The Ninth Circuit denied rehearing en banc in Chism v. Washington State, 10-35085 (9th Cir. August 25, 2011), rehearing denied, op. amended November 7, 2011. The plaintiffs’ credit card information had been stolen and used to acquire child porn. A Franks violation was alleged leading to search warrant for child pornography on their computers, and none was found. They sued under § 1983, and it leads to civil rights liability for the investigators:

This civil rights action under 42 U.S.C. § 1983 arises from an internet child pornography investigation by Washington State Police (WSP) Officers Rachel Gardner and John Sager (“the officers”). As a result of information the officers acquired, Todd Chism became the focus of their investigation. Gardner prepared an affidavit in support of a search warrant application, which Sager reviewed. On the basis of that affidavit, a magistrate judge issued a broad search warrant to search Todd Chism’s home and business office. Relying on the same information contained in Gardner’s affidavit, Deputy Prosecuting Attorney Christian Peters obtained from the same magistrate judge a warrant to arrest Todd for violating Washington’s child pornography laws. A few days later, several WSP officers executed the search and arrest warrants. A WSP detective eventually conducted forensic examinations of the Chisms’ home computer and computers from the Spokane Fire Department, where Todd Chism worked as a firefighter. The investigation did not reveal any evidence of child pornography, and charges were never filed against Todd Chism.

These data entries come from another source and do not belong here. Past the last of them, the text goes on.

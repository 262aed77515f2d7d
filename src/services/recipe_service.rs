//! Domain service for recipe authoring and viewing.

use serde::{Deserialize, Serialize};
use thiserror::Error;

use crate::db::IngredientLine;
use crate::domain::{RecipeId, UserId};

#[derive(Debug, Error)]
pub enum RecipeError {
    #[error("Unauthorized")]
    Unauthorized,

    #[error("Only the author can change this recipe")]
    Forbidden,

    #[error("Recipe not found")]
    NotFound,

    #[error("Validation failed: {0}")]
    Validation(String),

    #[error("Database error: {0}")]
    Database(String),
}

impl From<sea_orm::DbErr> for RecipeError {
    fn from(err: sea_orm::DbErr) -> Self {
        Self::Database(err.to_string())
    }
}

impl From<anyhow::Error> for RecipeError {
    fn from(err: anyhow::Error) -> Self {
        Self::Database(err.to_string())
    }
}

#[derive(Debug, Clone, PartialEq, Eq, Serialize, Deserialize)]
pub struct Ingredient {
    pub name: String,
    pub amount: String,
    #[serde(default, skip_serializing_if = "Option::is_none")]
    pub unit: Option<String>,
}

impl From<IngredientLine> for Ingredient {
    fn from(line: IngredientLine) -> Self {
        Self {
            name: line.name,
            amount: line.amount,
            unit: line.unit,
        }
    }
}

fn default_media_type() -> String {
    "image".to_string()
}

const fn default_public() -> bool {
    true
}

/// Recipe form as submitted by its author. Also the JSON shape read by
/// `recipe create --file`.
#[derive(Debug, Clone, Deserialize)]
pub struct RecipeInput {
    pub name: String,
    pub description: String,
    /// Category name
    pub category: String,
    #[serde(default)]
    pub prep_time: i32,
    #[serde(default)]
    pub cook_time: i32,
    pub servings: i32,
    #[serde(default)]
    pub media_url: Option<String>,
    #[serde(default = "default_media_type")]
    pub media_type: String,
    #[serde(default)]
    pub duration_sec: Option<i32>,
    #[serde(default = "default_public")]
    pub is_public: bool,
    pub ingredients: Vec<Ingredient>,
    pub steps: Vec<String>,
}

#[derive(Debug, Clone, Serialize)]
pub struct RecipeSummary {
    pub id: RecipeId,
    pub name: String,
    pub description: String,
    pub category: Option<String>,
    pub media_url: Option<String>,
    pub is_public: bool,
    pub created_at: String,
}

#[derive(Debug, Clone, Serialize)]
pub struct RecipeDetail {
    pub id: RecipeId,
    pub name: String,
    pub description: String,
    pub category: Option<String>,
    pub author: Option<String>,
    pub media_url: Option<String>,
    pub media_type: String,
    pub duration_sec: Option<i32>,
    pub prep_time: i32,
    pub cook_time: i32,
    pub servings: i32,
    pub is_public: bool,
    pub ingredients: Vec<Ingredient>,
    pub steps: Vec<String>,
    pub likes: u64,
    pub is_liked: bool,
    pub is_saved: bool,
    pub created_at: String,
}

#[async_trait::async_trait]
pub trait RecipeService: Send + Sync {
    async fn create(
        &self,
        user: Option<UserId>,
        input: RecipeInput,
    ) -> Result<RecipeDetail, RecipeError>;

    /// # Errors
    ///
    /// Returns [`RecipeError::NotFound`] for missing recipes and for private
    /// recipes of other users.
    async fn get(&self, viewer: Option<UserId>, id: RecipeId) -> Result<RecipeDetail, RecipeError>;

    /// Public recipes plus the viewer's own, newest first.
    async fn list(&self, viewer: Option<UserId>) -> Result<Vec<RecipeSummary>, RecipeError>;

    /// Replaces the recipe and all of its ingredients and steps.
    async fn update(
        &self,
        user: Option<UserId>,
        id: RecipeId,
        input: RecipeInput,
    ) -> Result<RecipeDetail, RecipeError>;

    async fn delete(&self, user: Option<UserId>, id: RecipeId) -> Result<(), RecipeError>;

    /// Category names, alphabetically.
    async fn categories(&self) -> Result<Vec<String>, RecipeError>;
}
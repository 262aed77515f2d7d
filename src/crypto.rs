//! Encryption at rest for search history terms.
//!
//! Terms are sealed with AES-256-GCM under a process-wide key and stored as
//! an envelope of three hex fields: `nonce:tag:ciphertext`. A random 128-bit
//! nonce is drawn per call, so sealing the same term twice never yields the
//! same envelope. Equality lookups use [`Cipher::fingerprint`] instead.

use aes_gcm::aead::consts::U16;
use aes_gcm::aead::{AeadInPlace, KeyInit};
use aes_gcm::aes::Aes256;
use aes_gcm::{AesGcm, Nonce, Tag};
use base64::Engine as _;
use base64::engine::general_purpose::STANDARD as BASE64;
use rand::Rng;
use sha2::{Digest, Sha256};
use std::fmt;
use thiserror::Error;
use tracing::warn;

use crate::config::{ENCRYPTION_KEY_ENV, SearchHistoryConfig};

/// Placeholder returned for envelopes that cannot be opened.
pub const DECRYPTION_FAILED: &str = "[decryption failed]";

pub const KEY_LEN: usize = 32;
const NONCE_LEN: usize = 16;
const TAG_LEN: usize = 16;

type Aes256Gcm16 = AesGcm<Aes256, U16>;

/// Problems with the configured key. Any of these stops startup.
#[derive(Debug, Error, PartialEq, Eq)]
pub enum KeyConfigError {
    #[error("search history encryption key is not set (expected {ENCRYPTION_KEY_ENV})")]
    Missing,

    #[error("search history encryption key is not valid base64: {0}")]
    Encoding(String),

    #[error("search history encryption key must be {KEY_LEN} bytes, got {0}")]
    Length(usize),
}

#[derive(Debug, Error)]
pub enum CipherError {
    #[error("encryption failed: {0}")]
    Encrypt(String),

    #[error("malformed envelope: {0}")]
    Malformed(&'static str),

    #[error("authentication failed")]
    Authentication,

    #[error("decrypted bytes are not valid UTF-8")]
    Utf8,
}

/// A 256-bit AES key.
#[derive(Clone, PartialEq, Eq)]
pub struct EncryptionKey([u8; KEY_LEN]);

impl EncryptionKey {
    #[must_use]
    pub const fn from_bytes(bytes: [u8; KEY_LEN]) -> Self {
        Self(bytes)
    }

    pub fn from_base64(encoded: &str) -> Result<Self, KeyConfigError> {
        let decoded = BASE64
            .decode(encoded.trim())
            .map_err(|e| KeyConfigError::Encoding(e.to_string()))?;

        let bytes: [u8; KEY_LEN] = decoded
            .as_slice()
            .try_into()
            .map_err(|_| KeyConfigError::Length(decoded.len()))?;

        Ok(Self(bytes))
    }

    pub fn from_config(config: &SearchHistoryConfig) -> Result<Self, KeyConfigError> {
        let encoded = config
            .encryption_key
            .as_deref()
            .filter(|k| !k.trim().is_empty())
            .ok_or(KeyConfigError::Missing)?;
        Self::from_base64(encoded)
    }

    /// Fresh random key, base64 encoded, for `init` and tests.
    #[must_use]
    pub fn generate_base64() -> String {
        let bytes: [u8; KEY_LEN] = rand::rng().random();
        BASE64.encode(bytes)
    }
}

impl fmt::Debug for EncryptionKey {
    fn fmt(&self, f: &mut fmt::Formatter<'_>) -> fmt::Result {
        f.write_str("EncryptionKey(<redacted>)")
    }
}

/// Stateless apart from the immutable key; clone freely.
#[derive(Clone)]
pub struct Cipher {
    aead: Aes256Gcm16,
}

impl Cipher {
    #[must_use]
    pub fn new(key: &EncryptionKey) -> Self {
        Self {
            aead: Aes256Gcm16::new(&key.0.into()),
        }
    }

    /// Seals `plaintext` into a `nonce:tag:ciphertext` envelope.
    pub fn encrypt(&self, plaintext: &str) -> Result<String, CipherError> {
        let nonce_bytes: [u8; NONCE_LEN] = rand::rng().random();
        let nonce = Nonce::<U16>::from(nonce_bytes);

        let mut buffer = plaintext.as_bytes().to_vec();
        let tag = self
            .aead
            .encrypt_in_place_detached(&nonce, b"", &mut buffer)
            .map_err(|e| CipherError::Encrypt(e.to_string()))?;

        Ok(format!(
            "{}:{}:{}",
            hex::encode(nonce_bytes),
            hex::encode(tag),
            hex::encode(buffer)
        ))
    }

    /// Opens an envelope, reporting why it could not be opened.
    pub fn try_decrypt(&self, envelope: &str) -> Result<String, CipherError> {
        let mut parts = envelope.split(':');
        let (Some(nonce_hex), Some(tag_hex), Some(body_hex), None) =
            (parts.next(), parts.next(), parts.next(), parts.next())
        else {
            return Err(CipherError::Malformed("expected three fields"));
        };

        let nonce_bytes = hex::decode(nonce_hex).map_err(|_| CipherError::Malformed("nonce"))?;
        let tag_bytes = hex::decode(tag_hex).map_err(|_| CipherError::Malformed("tag"))?;
        let mut buffer = hex::decode(body_hex).map_err(|_| CipherError::Malformed("ciphertext"))?;

        if nonce_bytes.len() != NONCE_LEN {
            return Err(CipherError::Malformed("nonce length"));
        }
        if tag_bytes.len() != TAG_LEN {
            return Err(CipherError::Malformed("tag length"));
        }

        let nonce = Nonce::<U16>::from_slice(&nonce_bytes);
        let tag = Tag::<U16>::from_slice(&tag_bytes);

        self.aead
            .decrypt_in_place_detached(nonce, b"", &mut buffer, tag)
            .map_err(|_| CipherError::Authentication)?;

        String::from_utf8(buffer).map_err(|_| CipherError::Utf8)
    }

    /// Opens an envelope, degrading to [`DECRYPTION_FAILED`] on any error.
    #[must_use]
    pub fn decrypt(&self, envelope: &str) -> String {
        match self.try_decrypt(envelope) {
            Ok(plaintext) => plaintext,
            Err(e) => {
                warn!(error = %e, "Search history entry could not be decrypted");
                DECRYPTION_FAILED.to_string()
            }
        }
    }

    /// Lowercase hex SHA-256 of the exact plaintext bytes. Not keyed.
    #[must_use]
    pub fn fingerprint(plaintext: &str) -> String {
        hex::encode(Sha256::digest(plaintext.as_bytes()))
    }
}

impl fmt::Debug for Cipher {
    fn fmt(&self, f: &mut fmt::Formatter<'_>) -> fmt::Result {
        f.debug_struct("Cipher").finish_non_exhaustive()
    }
}

#[cfg(test)]
mod tests {
    use super::*;

    fn cipher() -> Cipher {
        Cipher::new(&EncryptionKey::from_bytes([7u8; KEY_LEN]))
    }

    #[test]
    fn round_trip() {
        let cipher = cipher();
        for plaintext in ["pasta", "", "crème brûlée", "a:b:c", "  spaced  ", "🍝 carbonara"] {
            let envelope = cipher.encrypt(plaintext).unwrap();
            assert_eq!(cipher.decrypt(&envelope), plaintext);
        }
    }

    #[test]
    fn envelope_has_three_hex_fields() {
        let envelope = cipher().encrypt("ramen").unwrap();
        let parts: Vec<&str> = envelope.split(':').collect();
        assert_eq!(parts.len(), 3);
        assert_eq!(parts[0].len(), NONCE_LEN * 2);
        assert_eq!(parts[1].len(), TAG_LEN * 2);
        assert_eq!(parts[2].len(), "ramen".len() * 2);
    }

    #[test]
    fn encryption_is_not_deterministic() {
        let cipher = cipher();
        let first = cipher.encrypt("pasta").unwrap();
        let second = cipher.encrypt("pasta").unwrap();
        assert_ne!(first, second);
    }

    #[test]
    fn flipping_any_byte_is_detected() {
        let cipher = cipher();
        let envelope = cipher.encrypt("lasagne").unwrap();
        let parts: Vec<Vec<u8>> = envelope
            .split(':')
            .map(|p| hex::decode(p).unwrap())
            .collect();

        for field in 0..parts.len() {
            for index in 0..parts[field].len() {
                let mut tampered = parts.clone();
                tampered[field][index] ^= 0x01;
                let encoded = tampered
                    .iter()
                    .map(hex::encode)
                    .collect::<Vec<_>>()
                    .join(":");
                assert_eq!(cipher.decrypt(&encoded), DECRYPTION_FAILED);
            }
        }
    }

    #[test]
    fn wrong_key_yields_sentinel() {
        let envelope = cipher().encrypt("tacos").unwrap();
        let other = Cipher::new(&EncryptionKey::from_bytes([9u8; KEY_LEN]));
        assert_eq!(other.decrypt(&envelope), DECRYPTION_FAILED);
    }

    #[test]
    fn malformed_envelopes_yield_sentinel() {
        let cipher = cipher();
        for envelope in ["", "abc", "00:11", "zz:zz:zz", "00:11:22:33", "plain text"] {
            assert_eq!(cipher.decrypt(envelope), DECRYPTION_FAILED, "{envelope}");
        }
        assert!(matches!(
            cipher.try_decrypt("00:11"),
            Err(CipherError::Malformed(_))
        ));
    }

    #[test]
    fn fingerprint_is_sha256_hex() {
        assert_eq!(
            Cipher::fingerprint("abc"),
            "ba7816bf8f01cfea414140de5dae2223b00361a396177a9cb410ff61f20015ad"
        );
        assert_eq!(Cipher::fingerprint("pasta"), Cipher::fingerprint("pasta"));
        assert_ne!(Cipher::fingerprint("pasta"), Cipher::fingerprint("Pasta"));
        assert_ne!(Cipher::fingerprint("pasta"), Cipher::fingerprint("pasta "));
    }

    #[test]
    fn key_from_base64_checks_length() {
        let encoded = EncryptionKey::generate_base64();
        assert!(EncryptionKey::from_base64(&encoded).is_ok());

        let short = BASE64.encode([1u8; 16]);
        assert_eq!(
            EncryptionKey::from_base64(&short),
            Err(KeyConfigError::Length(16))
        );
        assert!(matches!(
            EncryptionKey::from_base64("not*base64"),
            Err(KeyConfigError::Encoding(_))
        ));
    }

    #[test]
    fn key_from_config_requires_a_value() {
        let config = SearchHistoryConfig::default();
        assert_eq!(
            EncryptionKey::from_config(&config),
            Err(KeyConfigError::Missing)
        );
    }

    #[test]
    fn key_debug_is_redacted() {
        let key = EncryptionKey::from_bytes([1u8; KEY_LEN]);
        assert_eq!(format!("{key:?}"), "EncryptionKey(<redacted>)");
    }
}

Several months later, Todd and his wife, Nicole Chism, filed this § 1983 action against the State of Washington, the WSP, Detective Gardner, and Sergeant Sager, alleging—among other things not relevant to this appeal—that the officers violated their Fourth and Fourteenth Amendment rights by securing the search and arrest warrants with an affidavit that deliberately or recklessly contained material omissions and false statements. The Chisms and the officers filed cross motions for summary judgment on the issue of qualified immunity as to the constitutional claim. The district court granted the officers’ motion, concluding that the officers’ conduct did not violate a clearly established constitutional right of which a reasonable officer would have known. The Chisms timely appealed.

We reverse the district court’s judgment and remand this case for trial. Viewing the evidence in the light most favorable to the Chisms, we conclude that the Chisms have made a substantial showing of the officers’ deliberate falsehood or reckless disregard for the truth and have established that, but for the dishonesty, the searches and arrest would not have occurred. We also conclude that the officers are not entitled to qualified immunity because the Chisms’ right to not be searched and arrested as a result of judicial deception was clearly established at the time Gardner prepared and submitted her affidavit.